GINGER AND ROSA
Ginger and Rosa weaves a rather implausible coming of age tale about two teenage friends with the post-war fear of The Bomb, resulting in a film with a veneer of sentimentality but a surprisingly cynical heart.
Ginger is a bright girl from a bohemian family who is terrified the world may about to end. She attends CND meetings but soon discovers that wherever she goes, she is faced with leery men who only want to sleep with her. Her father is the exception: a conscientious objector who claims to shun the patriarchal norms and “bourgeois deathtraps” of society (but still likes his dinner cooked for him) – he wants to sleep with her best mate, Rosa, instead.
It soon becomes clear that Ginger’s fear of the bomb is tied up with her squirming mess of unresolved family issues, which all adds up to a quietly – but relentlessly – bitter movie.
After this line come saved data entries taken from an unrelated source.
//! Geometry derivation: line, drop lines, violation band and reference lines.

use chrono::NaiveDate;

use crate::domain::{
    Ceiling, CeilingLine, ChartGeometry, ChartRules, DropLine, EmergencyLine, Series, ShadedRegion,
};
use crate::report::fmt_dollars;

/// Derive every drawable element of the chart except labels and axis bounds.
pub fn build_geometry(series: &Series, ceiling: Option<Ceiling>, rules: &ChartRules) -> ChartGeometry {
    let line: Vec<(NaiveDate, f64)> = series.points().iter().map(|p| (p.date, p.price)).collect();

    let drop_lines = series
        .points()
        .iter()
        .map(|p| DropLine {
            date: p.date,
            y0: 0.0,
            y1: p.price,
        })
        .collect();

    let shaded_region = ceiling.and_then(|c| shaded_region(series, c, rules));

    let ceiling_line = ceiling.map(|c| {
        let spread = series.max_price() - series.min_price();
        CeilingLine {
            y: c.value(),
            text: format!("Max Legal: {}", fmt_dollars(c.value())),
            text_y: c.value() + spread * rules.ceiling_label_lift,
        }
    });

    ChartGeometry {
        line,
        drop_lines,
        shaded_region,
        ceiling_line,
        emergency_line: EmergencyLine {
            date: rules.emergency_date,
            y0: 0.0,
            y1: 1.0,
            text: "Emergency Date".to_string(),
        },
    }
}

/// The band above the ceiling from the first post-emergency observation onward.
///
/// This is a visual approximation of "prices above the legal maximum during the
/// restricted window": the band spans ceiling..`max * shade_top_factor` and does
/// not intersect the price line.
fn shaded_region(series: &Series, ceiling: Ceiling, rules: &ChartRules) -> Option<ShadedRegion> {
    let points = series.points();
    let start_idx = points.iter().position(|p| p.date > rules.emergency_date)?;
    let shaded: Vec<NaiveDate> = points[start_idx..].iter().map(|p| p.date).collect();

    let bottom = ceiling.value();
    let top = series.max_price() * rules.shade_top_factor;

    let mut polygon = Vec::with_capacity(shaded.len() * 2);
    polygon.extend(shaded.iter().map(|&d| (d, bottom)));
    polygon.extend(shaded.iter().rev().map(|&d| (d, top)));

    Some(ShadedRegion {
        start: shaded[0],
        end: *shaded.last()?,
        bottom,
        top,
        polygon,
    })
}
Throw in the backdrop of post-war desolation and the whole affair starts to give off a faint whiff of spoiled milk.
A mature performance from Elle Fanning as Ginger gives director Sally Potter’s film a likeable face, although even she can’t mitigate for some of the clumsier lines (“How can anyone be happy when we know about the bomb?”).
Christina Hendricks shows there is more to her than Mad Men’s Joan and a gigantic chest, with a touching portrayal of a woman struggling to cope with domesticity and a wayward husband (although her English accent suffers the occasional diversion into a kind of quasi-Australian).
The cinematography is stunning, with post-war Britain captured in all its squalid glory and scenes set in Ginger’s father’s boat are particularly sumptuous.
While certainly never dull, Ginger and Rosa’s opening frames, in which documentary footage of the Hiroshima bomb is shown, are a rather ambitious statement of intent that Potter’s film never quite lives up to.